WHAT THE EXERCISE ASKS: Output the data below line for line, exactly, up to and including the line where "Each call takes" appears.

STUDY MATERIAL:

//! Core ScoringEngine implementation
//!
//! Scoring runs the rule evaluator, aligns features to the classifier's
//! layout, asks the classifier for a probability and applies the hybrid
//! policy. A classifier failure of any kind (missing model, shape mismatch,
//! invalid output, panic) is logged and replaced by a probability of 0.0, so
//! the decision degrades to rules only and scoring itself never fails.
//!
//! The scoring configuration is held as an `Arc` snapshot. Each call takes
//! one snapshot up front and uses it throughout, so a concurrent update only
//! affects later calls.

use super::types::ScoringResponse;
use crate::config::load_policy_file;
use crate::error::{Result, SdkError};
use fraudlens_core::{DecisionResult, ProbabilitySource, ScoringConfig, TransactionInput};
use fraudlens_runtime::model::validate_probability;
use fraudlens_runtime::{
    AlignedFeatureVector, Classifier, DecisionRecord, FeatureReconciler, HybridDecisionPolicy,
    MetricsSnapshot, ModelError, ResultSink, RuleEvaluator, ScoringMetrics,
};
use std::panic::{catch_unwind, AssertUnwindSafe};
use std::path::PathBuf;
use std::sync::atomic::{AtomicU64, Ordering};
use std::sync::{Arc, RwLock};
use std::time::Instant;

static REQUEST_SEQUENCE: AtomicU64 = AtomicU64::new(0);

pub struct ScoringEngine {
    /// Fraud classifier, read-only after load
    classifier: Arc<dyn Classifier>,

    /// Current configuration snapshot
    config: RwLock<Arc<ScoringConfig>>,

    /// Scoring counters
    metrics: Arc<ScoringMetrics>,

    metrics_enabled: bool,

    /// Optional destination for decision records
    result_sink: Option<Arc<dyn ResultSink>>,

    /// Policy file used by reload
    policy_file: Option<PathBuf>,
}

impl ScoringEngine {
    /// Generate a unique request ID
    /// Format: req_YYYYMMDDHHmmss_<8 hex random><8 hex sequence>
    /// Example: req_20231209143052_a3f2e1c40000002a
    ///
    /// The sequence is process-wide, so ids never repeat within a process
    /// until it wraps after 2^32 requests; the random half separates processes.
    fn generate_request_id() -> String {
        use chrono::Utc;
        use rand::Rng;

        let datetime_str = Utc::now().format("%Y%m%d%H%M%S").to_string();
        let random: u32 = rand::thread_rng().gen();
        let sequence = REQUEST_SEQUENCE.fetch_add(1, Ordering::Relaxed) as u32;

        format!("req_{}_{:08x}{:08x}", datetime_str, random, sequence)
    }

    pub(crate) fn new(
        classifier: Arc<dyn Classifier>,
        config: ScoringConfig,
        metrics_enabled: bool,
        result_sink: Option<Arc<dyn ResultSink>>,
        policy_file: Option<PathBuf>,
    ) -> Self {
        Self {
            classifier,
            config: RwLock::new(Arc::new(config)),
            metrics: Arc::new(ScoringMetrics::new()),
            metrics_enabled,
            result_sink,
            policy_file,
        }
    }

    /// Score a transaction under the current configuration
    pub fn score_transaction(&self, input: &TransactionInput) -> DecisionResult {
        let config = self.config_snapshot();
        self.score_with_config(input, &config)
    }

    /// Score a transaction under an explicit configuration snapshot
    pub fn score_with_config(
        &self,
        input: &TransactionInput,
        config: &ScoringConfig,
    ) -> DecisionResult {
        let evaluation = RuleEvaluator::new(config).evaluate(&input.features, input.time_step);

        let aligned = FeatureReconciler::align(
            &input.features,
            input.time_step,
            &evaluation.fired,
            evaluation.score,
            self.classifier.expected_feature_names(),
        );

        let (probability, source) = match self.predict(&aligned) {
            Ok(probability) => (probability, ProbabilitySource::Model),
            Err(cause) => {
                tracing::warn!(
                    tx_id = %input.tx_id,
                    classifier = %self.classifier.name(),
                    error = %cause,
                    "Classifier unavailable, scoring with rules only"
                );
                (0.0, ProbabilitySource::Fallback)
            }
        };

        let fraud = HybridDecisionPolicy::from_config(config).decide(probability, evaluation.score);
        let result = DecisionResult::new(
            probability,
            evaluation.score,
            evaluation.fired,
            fraud,
            source,
        );

        tracing::info!(
            tx_id = %input.tx_id,
            probability = probability,
            rule_score = evaluation.score,
            status = %result.status(),
            "Decision made"
        );

        result
    }

    /// Score a transaction, record metrics and hand the record to the sink
    pub fn process(&self, input: &TransactionInput) -> ScoringResponse {
        let start = Instant::now();
        let request_id = Self::generate_request_id();

        let result = self.score_transaction(input);

        let elapsed = start.elapsed();
        let processing_time_ms = u64::try_from(elapsed.as_millis()).unwrap_or(u64::MAX);

        if self.metrics_enabled {
            self.metrics.record(&result, elapsed);
        }

        if let Some(sink) = &self.result_sink {
            let record =
                DecisionRecord::from_decision(&request_id, input, &result, processing_time_ms);
            if let Err(e) = sink.record(record) {
                tracing::error!(
                    request_id = %request_id,
                    error = %e,
                    "Failed to queue decision record"
                );
            }
        }

        ScoringResponse {
            request_id,
            tx_id: input.tx_id.clone(),
            user_id: input.user_id,
            result,
            processing_time_ms,
        }
    }

    /// Current configuration snapshot
    pub fn config_snapshot(&self) -> Arc<ScoringConfig> {
        match self.config.read() {
            Ok(guard) => Arc::clone(&guard),
            Err(poisoned) => Arc::clone(&poisoned.into_inner()),
        }
    }

    /// Replace the configuration; calls already in progress keep their snapshot
    pub fn update_config(&self, config: ScoringConfig) {
        let snapshot = Arc::new(config);
        match self.config.write() {
            Ok(mut guard) => *guard = snapshot,
            Err(poisoned) => *poisoned.into_inner() = snapshot,
        }
        tracing::info!("Scoring configuration updated");
    }

    /// Re-read the policy file and apply it
    pub fn reload_policy(&self) -> Result<Arc<ScoringConfig>> {
        let path = self.policy_file.as_ref().ok_or(SdkError::NoPolicyFile)?;
        let config = load_policy_file(path)?;
        self.update_config(config);
        Ok(self.config_snapshot())
    }

    /// Policy file used by [`ScoringEngine::reload_policy`]
    pub fn policy_file(&self) -> Option<&PathBuf> {
        self.policy_file.as_ref()
    }

    pub fn classifier(&self) -> &Arc<dyn Classifier> {
        &self.classifier
    }

    pub fn model_loaded(&self) -> bool {
        self.classifier.is_loaded()
    }

    /// Snapshot of the scoring counters
    pub fn metrics(&self) -> MetricsSnapshot {
        self.metrics.snapshot()
    }

    fn predict(&self, aligned: &AlignedFeatureVector) -> std::result::Result<f64, ModelError> {
        let outcome = catch_unwind(AssertUnwindSafe(|| self.classifier.predict_proba(aligned)))
            .map_err(|_| ModelError::Inference("classifier panicked".to_string()))?;
        validate_probability(outcome?)
    }
}
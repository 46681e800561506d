//! Scoring engine initialization
//!
//! Converts server configuration into SDK builder calls.

use crate::config::ServerConfig;
use anyhow::Result;
use fraudlens_sdk::{ScoringEngine, ScoringEngineBuilder};
use tracing::info;

/// Initialize the scoring engine
///
/// The model is optional at runtime: a missing or unreadable model file
/// leaves the engine in rules-only mode rather than failing startup.
pub async fn init_engine(config: &ServerConfig) -> Result<ScoringEngine> {
    let mut builder = ScoringEngineBuilder::new()
        .with_model_path(config.model_path.clone())
        .enable_metrics(config.enable_metrics);

    if let Some(policy_file) = &config.policy_file {
        builder = builder.with_policy_file(policy_file.clone());
        info!(path = %policy_file.display(), "Policy file configured");
    }

    #[cfg(feature = "sqlx")]
    {
        if let Some(database_url) = config.database_url() {
            builder = builder.with_database(
                database_url,
                config.database.max_connections,
                config.database.min_connections,
            );
            info!("Database configured for decision persistence");
        } else {
            tracing::warn!("Database not configured, decision persistence is disabled");
        }
    }

    let engine = builder.build().await?;
    Ok(engine)
}
//! Decision result persistence
//!
//! Every scored transaction can be written to the `transactions` table for
//! review and historical analysis. Writes are queued on a channel and applied
//! by a background task, so scoring never waits on the database.

use chrono::{DateTime, Utc};
use fraudlens_core::{
    DecisionResult, DecisionStatus, FeatureMap, ProbabilitySource, RuleOutcomeSet,
    TransactionInput,
};
use crate::error::{Result, RuntimeError};
use serde::Serialize;

/// One persisted decision
#[derive(Debug, Clone, PartialEq, Serialize)]
pub struct DecisionRecord {
    /// Request ID (unique identifier)
    pub request_id: String,

    pub user_id: i64,

    pub tx_id: String,

    pub time_step: i64,

    /// Raw features as received
    pub features: FeatureMap,

    pub ml_probability: f64,

    pub rule_score: f64,

    /// Same value as `rule_score`, kept as its own column for reporting
    pub total_rule_score: f64,

    pub fired_rules: RuleOutcomeSet,

    /// Final fraud verdict
    pub final_decision: bool,

    pub status: DecisionStatus,

    pub probability_source: ProbabilitySource,

    /// Processing time in milliseconds
    pub processing_time_ms: u64,

    pub created_at: DateTime<Utc>,
}

impl DecisionRecord {
    /// Create a record from a scored transaction
    pub fn from_decision(
        request_id: impl Into<String>,
        input: &TransactionInput,
        result: &DecisionResult,
        processing_time_ms: u64,
    ) -> Self {
        Self {
            request_id: request_id.into(),
            user_id: input.user_id,
            tx_id: input.tx_id.clone(),
            time_step: input.time_step,
            features: input.features.clone(),
            ml_probability: result.probability(),
            rule_score: result.rule_score(),
            total_rule_score: result.rule_score(),
            fired_rules: *result.fired_rules(),
            final_decision: result.is_fraud(),
            status: result.status(),
            probability_source: result.probability_source(),
            processing_time_ms,
            created_at: Utc::now(),
        }
    }
}

/// Fail when an insert stored nothing
///
/// `request_id` is unique, so a conflicting insert affects zero rows.
#[cfg_attr(not(feature = "sqlx"), allow(dead_code))]
pub(crate) fn ensure_inserted(rows_affected: u64, request_id: &str) -> Result<()> {
    if rows_affected == 0 {
        return Err(RuntimeError::Persistence(format!(
            "duplicate request_id {}, record not stored",
            request_id
        )));
    }
    Ok(())
}

#[cfg(feature = "sqlx")]
pub use writer::{connect, ensure_schema, DecisionResultWriter};

#[cfg(feature = "sqlx")]
mod writer {
    use super::{ensure_inserted, DecisionRecord};
    use crate::error::{Result, RuntimeError};
    use crate::result::ResultSink;
    use sqlx::postgres::PgPoolOptions;
    use sqlx::PgPool;
    use tokio::sync::mpsc;

    const CREATE_TRANSACTIONS_TABLE: &str = r#"
        CREATE TABLE IF NOT EXISTS transactions (
            id SERIAL PRIMARY KEY,
            request_id TEXT UNIQUE NOT NULL,
            user_id BIGINT NOT NULL,
            tx_id TEXT NOT NULL,
            time_step BIGINT NOT NULL,
            features JSONB NOT NULL,
            ml_probability DOUBLE PRECISION NOT NULL,
            rule_score DOUBLE PRECISION NOT NULL,
            total_rule_score DOUBLE PRECISION NOT NULL,
            fired_rules JSONB NOT NULL,
            final_decision BOOLEAN NOT NULL,
            status VARCHAR(20) NOT NULL DEFAULT 'PENDING',
            probability_source VARCHAR(20) NOT NULL,
            processing_time_ms BIGINT NOT NULL,
            created_at TIMESTAMPTZ NOT NULL DEFAULT NOW()
        )
    "#;

    /// Open a Postgres connection pool
    pub async fn connect(
        database_url: &str,
        max_connections: u32,
        min_connections: u32,
    ) -> Result<PgPool> {
        PgPoolOptions::new()
            .max_connections(max_connections)
            .min_connections(min_connections)
            .connect(database_url)
            .await
            .map_err(|e| RuntimeError::Persistence(format!("Failed to connect: {}", e)))
    }

    /// Create the `transactions` table when it does not exist
    pub async fn ensure_schema(pool: &PgPool) -> Result<()> {
        sqlx::query(CREATE_TRANSACTIONS_TABLE)
            .execute(pool)
            .await
            .map_err(|e| RuntimeError::Persistence(format!("Failed to create schema: {}", e)))?;
        tracing::info!("transactions table is ready");
        Ok(())
    }

    /// Queued writer for decision records
    pub struct DecisionResultWriter {
        sender: mpsc::UnboundedSender<DecisionRecord>,
    }

    impl DecisionResultWriter {
        /// Create a writer and spawn its background task
        ///
        /// Must be called from within a Tokio runtime.
        pub fn new(pool: PgPool) -> Self {
            let (sender, receiver) = mpsc::unbounded_channel();

            tokio::spawn(async move {
                Self::process_records(receiver, pool).await;
            });

            tracing::info!("DecisionResultWriter created, background task spawned");
            Self { sender }
        }

        async fn process_records(
            mut receiver: mpsc::UnboundedReceiver<DecisionRecord>,
            pool: PgPool,
        ) {
            while let Some(record) = receiver.recv().await {
                match Self::write_to_database(&pool, &record).await {
                    Ok(()) => tracing::debug!(
                        request_id = %record.request_id,
                        "Persisted decision record"
                    ),
                    Err(e) => tracing::error!(
                        request_id = %record.request_id,
                        error = %e,
                        "Failed to persist decision record"
                    ),
                }
            }

            tracing::warn!("Decision result writer background task ended (channel closed)");
        }

        async fn write_to_database(pool: &PgPool, record: &DecisionRecord) -> Result<()> {
            let features = serde_json::to_value(&record.features).map_err(|e| {
                RuntimeError::Persistence(format!("Failed to serialize features: {}", e))
            })?;
            let fired_rules = serde_json::to_value(record.fired_rules).map_err(|e| {
                RuntimeError::Persistence(format!("Failed to serialize fired_rules: {}", e))
            })?;

            let mut tx = pool.begin().await.map_err(|e| {
                RuntimeError::Persistence(format!("Failed to begin transaction: {}", e))
            })?;

            let inserted = sqlx::query(
                r#"
                INSERT INTO transactions (
                    request_id, user_id, tx_id, time_step, features, ml_probability,
                    rule_score, total_rule_score, fired_rules, final_decision, status,
                    probability_source, processing_time_ms, created_at
                ) VALUES ($1, $2, $3, $4, $5, $6, $7, $8, $9, $10, $11, $12, $13, $14)
                ON CONFLICT (request_id) DO NOTHING
                "#,
            )
            .bind(&record.request_id)
            .bind(record.user_id)
            .bind(&record.tx_id)
            .bind(record.time_step)
            .bind(&features)
            .bind(record.ml_probability)
            .bind(record.rule_score)
            .bind(record.total_rule_score)
            .bind(&fired_rules)
            .bind(record.final_decision)
            .bind(record.status.as_str())
            .bind(record.probability_source.as_str())
            .bind(i64::try_from(record.processing_time_ms).unwrap_or(i64::MAX))
            .bind(record.created_at)
            .execute(&mut *tx)
            .await
            .map_err(|e| {
                RuntimeError::Persistence(format!("Failed to insert transaction: {}", e))
            })?;
            ensure_inserted(inserted.rows_affected(), &record.request_id)?;

            tx.commit().await.map_err(|e| {
                RuntimeError::Persistence(format!("Failed to commit transaction: {}", e))
            })?;

            Ok(())
        }
    }

    impl ResultSink for DecisionResultWriter {
        fn record(&self, record: DecisionRecord) -> Result<()> {
            self.sender.send(record).map_err(|e| {
                RuntimeError::Persistence(format!("Failed to queue decision record: {}", e))
            })
        }
    }
}
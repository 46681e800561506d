//! Model loading

use super::{Classifier, ModelError, UnavailableClassifier, XgbClassifier};
use std::path::Path;
use std::sync::Arc;
use tracing::{error, info, warn};

/// Loads classifiers from model files
pub struct ModelLoader;

impl ModelLoader {
    /// Load an XGBoost JSON model
    pub fn load<P: AsRef<Path>>(path: P) -> Result<XgbClassifier, ModelError> {
        let path = path.as_ref();
        info!(path = %path.display(), "Loading model");

        let model = XgbClassifier::from_path(path)?;

        info!(
            model = %model.name(),
            trees = model.num_trees(),
            features = model.num_features(),
            named_features = model.expected_feature_names().is_some(),
            "Model loaded successfully"
        );
        Ok(model)
    }

    /// Load a model, or return a classifier that always reports not loaded
    ///
    /// The service keeps running in rules-only mode when this returns the
    /// unavailable classifier.
    pub fn load_or_unavailable<P: AsRef<Path>>(path: P) -> Arc<dyn Classifier> {
        let path = path.as_ref();
        match Self::load(path) {
            Ok(model) => Arc::new(model),
            Err(ModelError::NotFound(missing)) => {
                warn!(
                    path = %missing.display(),
                    "Model file not found, scoring with rules only"
                );
                Arc::new(UnavailableClassifier)
            }
            Err(e) => {
                error!(
                    path = %path.display(),
                    error = %e,
                    "Failed to load model, scoring with rules only"
                );
                Arc::new(UnavailableClassifier)
            }
        }
    }
}
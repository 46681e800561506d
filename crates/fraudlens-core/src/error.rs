//! Error types for FraudLens Core

use thiserror::Error;

/// Core error type
#[derive(Error, Debug, Clone, PartialEq)]
pub enum CoreError {
    #[error("Unknown rule id: {0}")]
    UnknownRule(String),

    #[error("Invalid value: {0}")]
    InvalidValue(String),
}

pub type Result<T> = std::result::Result<T, CoreError>;
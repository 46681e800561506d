//! Request body extractor
//!
//! Body rejections become `ServerError::InvalidRequest`, so every client
//! error shares the `{"error", "status"}` body.

use crate::error::ServerError;
use axum::{
    extract::{rejection::JsonRejection, FromRequest, Request},
    Json,
};

/// JSON body that rejects with a 400 `ServerError`
pub struct JsonExtractor<T>(pub T);

#[axum::async_trait]
impl<S, T> FromRequest<S> for JsonExtractor<T>
where
    T: serde::de::DeserializeOwned,
    S: Send + Sync,
{
    type Rejection = ServerError;

    async fn from_request(req: Request, state: &S) -> Result<Self, Self::Rejection> {
        let Json(value) = Json::<T>::from_request(req, state)
            .await
            .map_err(|rejection| ServerError::InvalidRequest(describe(&rejection)))?;
        Ok(Self(value))
    }
}

fn describe(rejection: &JsonRejection) -> String {
    let message = match rejection {
        JsonRejection::JsonDataError(err) => format!("Invalid JSON data: {}", err.body_text()),
        JsonRejection::JsonSyntaxError(err) => format!("JSON syntax error: {}", err.body_text()),
        JsonRejection::MissingJsonContentType(_) => {
            "Missing 'Content-Type: application/json' header".to_string()
        }
        other => other.body_text(),
    };
    tracing::debug!(error = %message, "Rejected request body");
    message
}
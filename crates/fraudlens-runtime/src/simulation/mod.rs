//! Policy simulation over labelled history
//!
//! Replays a candidate configuration against transactions whose model
//! confidence and true label are already known, so thresholds and weights
//! can be tuned offline before they are applied to the live engine.

mod dataset;
mod simulator;

pub use dataset::{SimulationDataset, SimulationRecord};
pub use simulator::{
    CaseKind, ConfusionMatrix, PolicySimulator, SimulatedDecision, SimulationReport,
};
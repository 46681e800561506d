//! Classifier capability
//!
//! The decision engine only needs three things from a classifier: an
//! optional list of expected feature names, a fraud probability for an
//! aligned vector, and whether it is loaded at all. Every failure mode is a
//! [`ModelError`] so the engine can fall back to rules-only scoring.

mod loader;
mod stub;
mod xgboost;

pub use loader::ModelLoader;
pub use stub::{FailingClassifier, FixedClassifier, UnavailableClassifier};
pub use xgboost::XgbClassifier;

use crate::features::AlignedFeatureVector;
use std::path::PathBuf;
use thiserror::Error;

/// Classifier error
#[derive(Error, Debug)]
pub enum ModelError {
    /// No model is loaded
    #[error("Model not loaded")]
    NotLoaded,

    /// Model file does not exist
    #[error("Model file not found: {0}")]
    NotFound(PathBuf),

    /// Model document could not be parsed
    #[error("Failed to parse model: {0}")]
    Parse(String),

    /// Objective has no probability transform
    #[error("Unsupported objective: {0}")]
    UnsupportedObjective(String),

    /// Model structure is not supported
    #[error("Unsupported model: {0}")]
    UnsupportedModel(String),

    /// Input vector does not match the model's feature count
    #[error("Feature shape mismatch: expected {expected}, got {actual}")]
    ShapeMismatch { expected: usize, actual: usize },

    /// Prediction is not a probability
    #[error("Invalid probability: {0}")]
    InvalidProbability(f64),

    /// Inference failed
    #[error("Inference failed: {0}")]
    Inference(String),

    /// I/O error while reading a model
    #[error("I/O error: {0}")]
    Io(#[from] std::io::Error),
}

/// A fraud classifier
pub trait Classifier: Send + Sync {
    /// Short name used in logs and health reports
    fn name(&self) -> &str;

    /// Feature names in training order, when the model publishes them
    fn expected_feature_names(&self) -> Option<&[String]>;

    /// Probability of the positive (fraud) class
    fn predict_proba(&self, features: &AlignedFeatureVector) -> Result<f64, ModelError>;

    /// Whether the classifier can serve predictions
    fn is_loaded(&self) -> bool {
        true
    }
}

/// Reject values that are not finite or lie outside `[0, 1]`
pub fn validate_probability(probability: f64) -> Result<f64, ModelError> {
    if probability.is_finite() && (0.0..=1.0).contains(&probability) {
        Ok(probability)
    } else {
        Err(ModelError::InvalidProbability(probability))
    }
}
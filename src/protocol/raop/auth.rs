//! RAOP challenge-response authentication (server side)

use std::net::IpAddr;

use super::super::crypto::{CryptoError, ServerKey, decode_base64, encode_base64};

/// Minimum size of the signed message
pub const RESPONSE_MESSAGE_SIZE: usize = 32;

/// Build the message to sign for Apple-Response
///
/// `challenge || ip_address || mac_address`, zero-padded to 32 bytes. An
/// IPv4-mapped IPv6 address contributes its 4-byte IPv4 form.
#[must_use]
pub fn build_response_message(challenge: &[u8], ip_address: &IpAddr, mac_address: &[u8; 6]) -> Vec<u8> {
    let mut message = Vec::with_capacity(RESPONSE_MESSAGE_SIZE.max(challenge.len() + 22));

    message.extend_from_slice(challenge);

    match normalize_ip(ip_address) {
        IpAddr::V4(addr) => message.extend_from_slice(&addr.octets()),
        IpAddr::V6(addr) => message.extend_from_slice(&addr.octets()),
    }

    message.extend_from_slice(mac_address);

    if message.len() < RESPONSE_MESSAGE_SIZE {
        message.resize(RESPONSE_MESSAGE_SIZE, 0);
    }

    message
}

/// Collapse `::ffff:a.b.c.d` to `a.b.c.d`
#[must_use]
pub fn normalize_ip(ip_address: &IpAddr) -> IpAddr {
    match ip_address {
        IpAddr::V6(v6) => v6.to_ipv4_mapped().map_or(*ip_address, IpAddr::V4),
        IpAddr::V4(_) => *ip_address,
    }
}

/// Answer an `Apple-Challenge` header
///
/// Returns the unpadded base64 value for the `Apple-Response` header.
///
/// # Errors
///
/// Returns `CryptoError` if the challenge is not base64 or signing fails.
pub fn generate_response(
    server_key: &ServerKey,
    challenge_header: &str,
    ip_address: &IpAddr,
    mac_address: &[u8; 6],
) -> Result<String, CryptoError> {
    let challenge = decode_base64(challenge_header)?;
    let message = build_response_message(&challenge, ip_address, mac_address);
    let signature = server_key.private_encrypt(&message)?;
    Ok(encode_base64(&signature))
}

TASK SOLUTION:
//! Core ScoringEngine implementation
//!
//! Scoring runs the rule evaluator, aligns features to the classifier's
//! layout, asks the classifier for a probability and applies the hybrid
//! policy. A classifier failure of any kind (missing model, shape mismatch,
//! invalid output, panic) is logged and replaced by a probability of 0.0, so
//! the decision degrades to rules only and scoring itself never fails.
//!
//! The scoring configuration is held as an `Arc` snapshot. Each call takes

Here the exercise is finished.